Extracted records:

---------------

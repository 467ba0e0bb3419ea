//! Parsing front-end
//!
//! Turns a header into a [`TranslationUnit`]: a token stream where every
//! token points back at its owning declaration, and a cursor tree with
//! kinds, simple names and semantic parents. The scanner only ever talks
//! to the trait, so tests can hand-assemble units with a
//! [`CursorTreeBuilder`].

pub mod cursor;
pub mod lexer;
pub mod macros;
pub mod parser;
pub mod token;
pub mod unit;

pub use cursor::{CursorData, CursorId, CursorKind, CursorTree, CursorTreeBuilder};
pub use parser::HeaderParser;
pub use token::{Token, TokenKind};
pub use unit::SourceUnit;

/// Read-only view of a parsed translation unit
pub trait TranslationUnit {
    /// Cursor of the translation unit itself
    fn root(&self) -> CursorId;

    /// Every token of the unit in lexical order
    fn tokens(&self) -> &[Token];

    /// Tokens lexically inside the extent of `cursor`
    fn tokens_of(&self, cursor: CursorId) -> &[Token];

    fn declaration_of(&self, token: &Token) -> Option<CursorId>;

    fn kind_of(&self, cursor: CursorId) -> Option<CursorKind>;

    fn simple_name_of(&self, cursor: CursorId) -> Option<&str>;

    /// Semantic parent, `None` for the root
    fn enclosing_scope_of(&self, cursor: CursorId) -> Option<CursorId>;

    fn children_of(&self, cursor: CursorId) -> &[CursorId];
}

---------------

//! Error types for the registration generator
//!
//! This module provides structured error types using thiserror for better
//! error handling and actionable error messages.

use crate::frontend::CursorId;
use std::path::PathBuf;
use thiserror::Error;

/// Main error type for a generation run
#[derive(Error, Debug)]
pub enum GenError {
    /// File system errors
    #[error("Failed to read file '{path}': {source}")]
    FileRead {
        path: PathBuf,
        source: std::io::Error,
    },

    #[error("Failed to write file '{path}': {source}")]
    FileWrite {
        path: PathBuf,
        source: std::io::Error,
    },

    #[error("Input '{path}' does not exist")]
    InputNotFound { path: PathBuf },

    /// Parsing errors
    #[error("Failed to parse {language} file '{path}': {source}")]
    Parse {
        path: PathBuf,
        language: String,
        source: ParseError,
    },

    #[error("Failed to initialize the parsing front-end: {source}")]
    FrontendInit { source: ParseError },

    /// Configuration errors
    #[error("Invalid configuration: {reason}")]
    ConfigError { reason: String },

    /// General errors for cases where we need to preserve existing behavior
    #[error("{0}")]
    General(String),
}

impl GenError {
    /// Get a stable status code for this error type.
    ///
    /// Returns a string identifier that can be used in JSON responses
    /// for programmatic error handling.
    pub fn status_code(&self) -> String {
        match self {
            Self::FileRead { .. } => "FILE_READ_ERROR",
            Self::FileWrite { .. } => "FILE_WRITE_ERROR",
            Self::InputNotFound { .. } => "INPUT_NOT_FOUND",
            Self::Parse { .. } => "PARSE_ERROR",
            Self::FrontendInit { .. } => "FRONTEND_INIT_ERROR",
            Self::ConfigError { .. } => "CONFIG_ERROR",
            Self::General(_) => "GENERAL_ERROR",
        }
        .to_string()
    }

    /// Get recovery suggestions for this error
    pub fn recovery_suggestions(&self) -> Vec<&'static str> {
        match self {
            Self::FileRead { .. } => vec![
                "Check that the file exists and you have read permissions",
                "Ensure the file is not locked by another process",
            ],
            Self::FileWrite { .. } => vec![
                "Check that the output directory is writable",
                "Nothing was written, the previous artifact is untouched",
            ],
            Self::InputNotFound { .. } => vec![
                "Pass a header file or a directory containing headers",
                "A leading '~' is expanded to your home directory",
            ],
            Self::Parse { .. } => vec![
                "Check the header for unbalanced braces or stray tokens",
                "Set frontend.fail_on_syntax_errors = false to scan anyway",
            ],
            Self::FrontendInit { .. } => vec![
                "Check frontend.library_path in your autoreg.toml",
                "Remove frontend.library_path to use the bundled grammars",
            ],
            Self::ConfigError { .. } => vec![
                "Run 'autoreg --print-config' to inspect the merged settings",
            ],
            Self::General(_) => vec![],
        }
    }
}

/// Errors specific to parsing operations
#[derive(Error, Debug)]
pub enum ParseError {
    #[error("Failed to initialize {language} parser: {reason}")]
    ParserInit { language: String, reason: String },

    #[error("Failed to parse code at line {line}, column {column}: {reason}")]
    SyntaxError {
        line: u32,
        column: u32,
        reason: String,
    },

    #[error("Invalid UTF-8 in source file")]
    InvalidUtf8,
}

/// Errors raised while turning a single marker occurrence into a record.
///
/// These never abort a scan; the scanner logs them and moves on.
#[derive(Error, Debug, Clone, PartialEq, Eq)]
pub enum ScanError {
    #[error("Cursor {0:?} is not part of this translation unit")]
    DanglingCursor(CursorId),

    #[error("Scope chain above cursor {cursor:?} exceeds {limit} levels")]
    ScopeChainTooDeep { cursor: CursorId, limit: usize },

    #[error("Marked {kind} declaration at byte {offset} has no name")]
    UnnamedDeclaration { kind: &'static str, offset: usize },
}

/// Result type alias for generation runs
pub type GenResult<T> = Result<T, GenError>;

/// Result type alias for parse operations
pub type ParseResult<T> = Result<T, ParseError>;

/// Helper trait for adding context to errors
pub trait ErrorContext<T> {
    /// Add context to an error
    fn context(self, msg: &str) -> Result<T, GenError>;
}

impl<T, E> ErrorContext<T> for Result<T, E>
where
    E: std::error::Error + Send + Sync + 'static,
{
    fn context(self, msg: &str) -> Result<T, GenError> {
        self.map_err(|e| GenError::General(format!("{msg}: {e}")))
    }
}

---------------

# TASK DIRECTIONS
Whenever a line above includes the string "handling", copy it.

# TASK RESULT
//! error handling and actionable error messages.
    /// for programmatic error handling.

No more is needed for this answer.